Problem statement —
Copy out, from the data, each line containing the string "config".

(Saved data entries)
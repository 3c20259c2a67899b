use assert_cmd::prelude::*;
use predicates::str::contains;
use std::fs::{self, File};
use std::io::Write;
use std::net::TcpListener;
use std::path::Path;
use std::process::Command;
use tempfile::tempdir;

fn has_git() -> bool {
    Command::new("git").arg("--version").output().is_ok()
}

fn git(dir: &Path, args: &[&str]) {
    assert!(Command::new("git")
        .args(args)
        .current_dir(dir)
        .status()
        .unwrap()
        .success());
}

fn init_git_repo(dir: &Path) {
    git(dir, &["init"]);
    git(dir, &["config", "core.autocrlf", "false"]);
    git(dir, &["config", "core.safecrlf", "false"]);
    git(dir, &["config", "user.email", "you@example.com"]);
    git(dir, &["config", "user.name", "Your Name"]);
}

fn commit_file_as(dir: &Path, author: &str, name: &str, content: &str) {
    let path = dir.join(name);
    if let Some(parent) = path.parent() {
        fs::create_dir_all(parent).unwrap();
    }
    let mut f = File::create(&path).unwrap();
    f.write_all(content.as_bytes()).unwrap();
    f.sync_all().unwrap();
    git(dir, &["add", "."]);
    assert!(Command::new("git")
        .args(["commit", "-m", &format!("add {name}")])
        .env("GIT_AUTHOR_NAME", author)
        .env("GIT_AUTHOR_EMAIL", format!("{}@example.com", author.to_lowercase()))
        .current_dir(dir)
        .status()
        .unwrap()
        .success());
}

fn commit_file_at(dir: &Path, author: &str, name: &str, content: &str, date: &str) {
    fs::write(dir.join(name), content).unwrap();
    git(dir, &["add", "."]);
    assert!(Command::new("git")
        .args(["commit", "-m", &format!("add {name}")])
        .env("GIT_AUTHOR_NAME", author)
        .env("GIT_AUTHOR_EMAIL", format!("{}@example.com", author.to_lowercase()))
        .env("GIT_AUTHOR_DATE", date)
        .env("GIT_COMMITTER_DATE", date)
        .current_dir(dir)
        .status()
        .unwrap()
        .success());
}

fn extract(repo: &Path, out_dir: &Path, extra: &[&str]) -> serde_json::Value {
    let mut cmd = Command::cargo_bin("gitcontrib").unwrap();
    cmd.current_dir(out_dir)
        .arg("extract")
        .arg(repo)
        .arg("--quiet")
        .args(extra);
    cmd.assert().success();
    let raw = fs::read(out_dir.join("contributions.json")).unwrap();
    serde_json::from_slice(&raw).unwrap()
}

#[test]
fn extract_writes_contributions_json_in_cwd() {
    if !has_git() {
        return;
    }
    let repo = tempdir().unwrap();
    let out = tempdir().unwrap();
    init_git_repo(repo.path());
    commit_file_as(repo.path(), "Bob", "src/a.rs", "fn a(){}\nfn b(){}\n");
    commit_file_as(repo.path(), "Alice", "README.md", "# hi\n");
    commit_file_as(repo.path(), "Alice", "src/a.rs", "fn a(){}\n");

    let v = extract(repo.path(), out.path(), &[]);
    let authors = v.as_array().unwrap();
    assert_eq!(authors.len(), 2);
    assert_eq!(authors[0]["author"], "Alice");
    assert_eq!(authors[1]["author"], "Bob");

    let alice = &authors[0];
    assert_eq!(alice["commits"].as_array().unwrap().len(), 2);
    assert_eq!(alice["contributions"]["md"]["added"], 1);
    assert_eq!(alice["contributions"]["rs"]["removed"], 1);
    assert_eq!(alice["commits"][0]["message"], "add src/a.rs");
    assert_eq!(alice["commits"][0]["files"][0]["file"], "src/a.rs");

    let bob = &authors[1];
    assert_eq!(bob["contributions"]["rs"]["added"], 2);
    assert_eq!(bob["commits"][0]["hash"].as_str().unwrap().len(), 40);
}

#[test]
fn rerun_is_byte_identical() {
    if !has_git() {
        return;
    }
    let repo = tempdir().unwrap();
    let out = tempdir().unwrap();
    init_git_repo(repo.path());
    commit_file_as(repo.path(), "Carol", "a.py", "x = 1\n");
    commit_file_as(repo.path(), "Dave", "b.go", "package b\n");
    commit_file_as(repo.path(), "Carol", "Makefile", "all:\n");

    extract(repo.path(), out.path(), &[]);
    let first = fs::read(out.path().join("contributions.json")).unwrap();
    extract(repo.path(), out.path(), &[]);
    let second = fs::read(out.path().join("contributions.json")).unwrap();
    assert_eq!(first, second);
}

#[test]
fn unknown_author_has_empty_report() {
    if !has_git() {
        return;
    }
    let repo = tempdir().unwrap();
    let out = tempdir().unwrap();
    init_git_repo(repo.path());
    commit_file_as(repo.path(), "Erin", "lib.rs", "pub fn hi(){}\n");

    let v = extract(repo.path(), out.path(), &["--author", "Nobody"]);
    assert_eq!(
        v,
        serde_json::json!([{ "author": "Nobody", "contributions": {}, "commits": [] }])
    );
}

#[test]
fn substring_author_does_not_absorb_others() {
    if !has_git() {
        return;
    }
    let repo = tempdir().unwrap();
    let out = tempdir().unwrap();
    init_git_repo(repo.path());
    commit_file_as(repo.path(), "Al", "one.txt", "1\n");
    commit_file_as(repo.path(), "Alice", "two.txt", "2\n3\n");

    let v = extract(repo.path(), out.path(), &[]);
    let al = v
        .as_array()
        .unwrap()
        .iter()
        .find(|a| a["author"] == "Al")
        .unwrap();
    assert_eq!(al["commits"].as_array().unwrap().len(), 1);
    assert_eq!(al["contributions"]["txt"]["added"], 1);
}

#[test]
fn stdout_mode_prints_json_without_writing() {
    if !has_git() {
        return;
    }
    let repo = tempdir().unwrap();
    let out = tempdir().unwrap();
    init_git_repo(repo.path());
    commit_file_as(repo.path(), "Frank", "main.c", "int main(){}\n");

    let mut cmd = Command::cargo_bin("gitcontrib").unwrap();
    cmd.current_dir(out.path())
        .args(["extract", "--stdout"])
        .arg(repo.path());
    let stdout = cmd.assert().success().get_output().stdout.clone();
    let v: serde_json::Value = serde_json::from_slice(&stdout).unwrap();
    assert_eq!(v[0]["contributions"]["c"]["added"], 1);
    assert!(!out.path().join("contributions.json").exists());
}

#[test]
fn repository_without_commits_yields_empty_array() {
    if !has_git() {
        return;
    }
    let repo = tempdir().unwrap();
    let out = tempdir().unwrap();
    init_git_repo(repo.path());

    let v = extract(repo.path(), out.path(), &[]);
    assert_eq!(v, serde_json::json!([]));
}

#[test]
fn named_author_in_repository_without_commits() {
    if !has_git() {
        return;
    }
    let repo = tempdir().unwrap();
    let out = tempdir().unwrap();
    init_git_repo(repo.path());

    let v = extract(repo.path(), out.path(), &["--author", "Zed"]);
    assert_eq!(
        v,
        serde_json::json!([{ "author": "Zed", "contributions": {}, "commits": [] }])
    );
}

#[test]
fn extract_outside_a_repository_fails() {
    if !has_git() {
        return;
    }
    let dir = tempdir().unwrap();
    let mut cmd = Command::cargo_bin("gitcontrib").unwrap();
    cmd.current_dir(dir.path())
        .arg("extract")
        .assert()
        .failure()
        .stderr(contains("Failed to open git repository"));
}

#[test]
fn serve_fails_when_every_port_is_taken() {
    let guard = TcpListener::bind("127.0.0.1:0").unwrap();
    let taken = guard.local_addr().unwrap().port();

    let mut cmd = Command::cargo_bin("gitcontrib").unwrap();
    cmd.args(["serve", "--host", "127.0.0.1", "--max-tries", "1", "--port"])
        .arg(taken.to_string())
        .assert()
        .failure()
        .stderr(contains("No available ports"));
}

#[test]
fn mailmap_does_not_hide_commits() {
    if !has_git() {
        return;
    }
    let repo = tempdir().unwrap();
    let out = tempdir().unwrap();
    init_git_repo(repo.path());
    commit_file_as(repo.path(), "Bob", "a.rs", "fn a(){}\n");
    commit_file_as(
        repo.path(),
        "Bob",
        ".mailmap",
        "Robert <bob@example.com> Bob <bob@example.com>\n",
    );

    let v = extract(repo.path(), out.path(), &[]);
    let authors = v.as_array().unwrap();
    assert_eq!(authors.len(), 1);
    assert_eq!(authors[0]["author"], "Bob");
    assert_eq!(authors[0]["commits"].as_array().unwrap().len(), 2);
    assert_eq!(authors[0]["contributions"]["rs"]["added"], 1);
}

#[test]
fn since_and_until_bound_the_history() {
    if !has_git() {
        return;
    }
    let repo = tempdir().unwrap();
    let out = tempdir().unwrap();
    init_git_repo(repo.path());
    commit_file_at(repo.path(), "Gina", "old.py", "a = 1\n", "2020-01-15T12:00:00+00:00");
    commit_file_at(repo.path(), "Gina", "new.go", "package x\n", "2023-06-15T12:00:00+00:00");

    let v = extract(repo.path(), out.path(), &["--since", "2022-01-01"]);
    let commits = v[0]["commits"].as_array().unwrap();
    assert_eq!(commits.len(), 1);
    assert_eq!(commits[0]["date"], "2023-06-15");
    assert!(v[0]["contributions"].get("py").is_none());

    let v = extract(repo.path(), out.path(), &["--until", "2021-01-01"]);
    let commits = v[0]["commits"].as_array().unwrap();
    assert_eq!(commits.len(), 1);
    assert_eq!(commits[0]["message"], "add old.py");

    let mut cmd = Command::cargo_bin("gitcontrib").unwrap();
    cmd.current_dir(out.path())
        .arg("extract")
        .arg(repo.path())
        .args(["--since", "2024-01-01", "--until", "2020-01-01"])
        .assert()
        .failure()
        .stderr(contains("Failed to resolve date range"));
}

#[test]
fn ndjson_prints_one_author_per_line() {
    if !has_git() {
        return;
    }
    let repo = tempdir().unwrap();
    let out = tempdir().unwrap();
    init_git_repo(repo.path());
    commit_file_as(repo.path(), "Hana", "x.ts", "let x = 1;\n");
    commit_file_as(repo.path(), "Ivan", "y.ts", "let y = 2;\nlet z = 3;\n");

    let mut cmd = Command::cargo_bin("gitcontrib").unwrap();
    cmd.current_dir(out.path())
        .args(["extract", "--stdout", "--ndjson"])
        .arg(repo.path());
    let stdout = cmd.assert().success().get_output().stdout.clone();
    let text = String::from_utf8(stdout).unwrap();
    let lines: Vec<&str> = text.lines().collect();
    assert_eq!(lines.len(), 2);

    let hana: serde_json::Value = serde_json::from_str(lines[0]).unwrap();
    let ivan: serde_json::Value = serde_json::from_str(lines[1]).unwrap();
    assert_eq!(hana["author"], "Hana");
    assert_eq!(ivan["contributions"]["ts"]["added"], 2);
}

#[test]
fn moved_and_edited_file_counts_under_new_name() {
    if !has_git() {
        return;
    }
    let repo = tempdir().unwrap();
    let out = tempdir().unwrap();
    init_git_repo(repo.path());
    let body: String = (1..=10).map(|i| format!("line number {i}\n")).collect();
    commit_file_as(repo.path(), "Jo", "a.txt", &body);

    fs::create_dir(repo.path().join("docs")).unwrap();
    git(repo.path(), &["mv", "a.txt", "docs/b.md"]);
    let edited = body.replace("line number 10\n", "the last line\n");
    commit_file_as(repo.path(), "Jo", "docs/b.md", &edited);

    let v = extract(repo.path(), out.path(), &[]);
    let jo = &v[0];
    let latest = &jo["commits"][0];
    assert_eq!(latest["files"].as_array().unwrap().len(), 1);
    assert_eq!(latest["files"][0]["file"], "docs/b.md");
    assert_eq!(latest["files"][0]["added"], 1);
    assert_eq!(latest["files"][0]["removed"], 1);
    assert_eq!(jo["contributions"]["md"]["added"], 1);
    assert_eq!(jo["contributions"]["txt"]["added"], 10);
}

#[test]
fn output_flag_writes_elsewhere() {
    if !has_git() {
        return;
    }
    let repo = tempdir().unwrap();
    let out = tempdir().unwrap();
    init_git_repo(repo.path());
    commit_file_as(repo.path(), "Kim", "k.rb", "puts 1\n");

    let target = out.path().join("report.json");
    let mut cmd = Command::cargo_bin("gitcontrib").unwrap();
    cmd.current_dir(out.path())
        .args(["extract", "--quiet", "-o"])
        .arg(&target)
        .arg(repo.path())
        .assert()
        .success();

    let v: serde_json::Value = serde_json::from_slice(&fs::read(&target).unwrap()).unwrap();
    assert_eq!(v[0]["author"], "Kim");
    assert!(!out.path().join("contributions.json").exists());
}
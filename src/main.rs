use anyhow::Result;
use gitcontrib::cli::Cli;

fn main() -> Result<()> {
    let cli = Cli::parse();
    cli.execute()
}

Solution for this problem —
    git(dir, &["config", "core.autocrlf", "false"]);
    git(dir, &["config", "core.safecrlf", "false"]);
    git(dir, &["config", "user.email", "you@example.com"]);
    git(dir, &["config", "user.name", "Your Name"]);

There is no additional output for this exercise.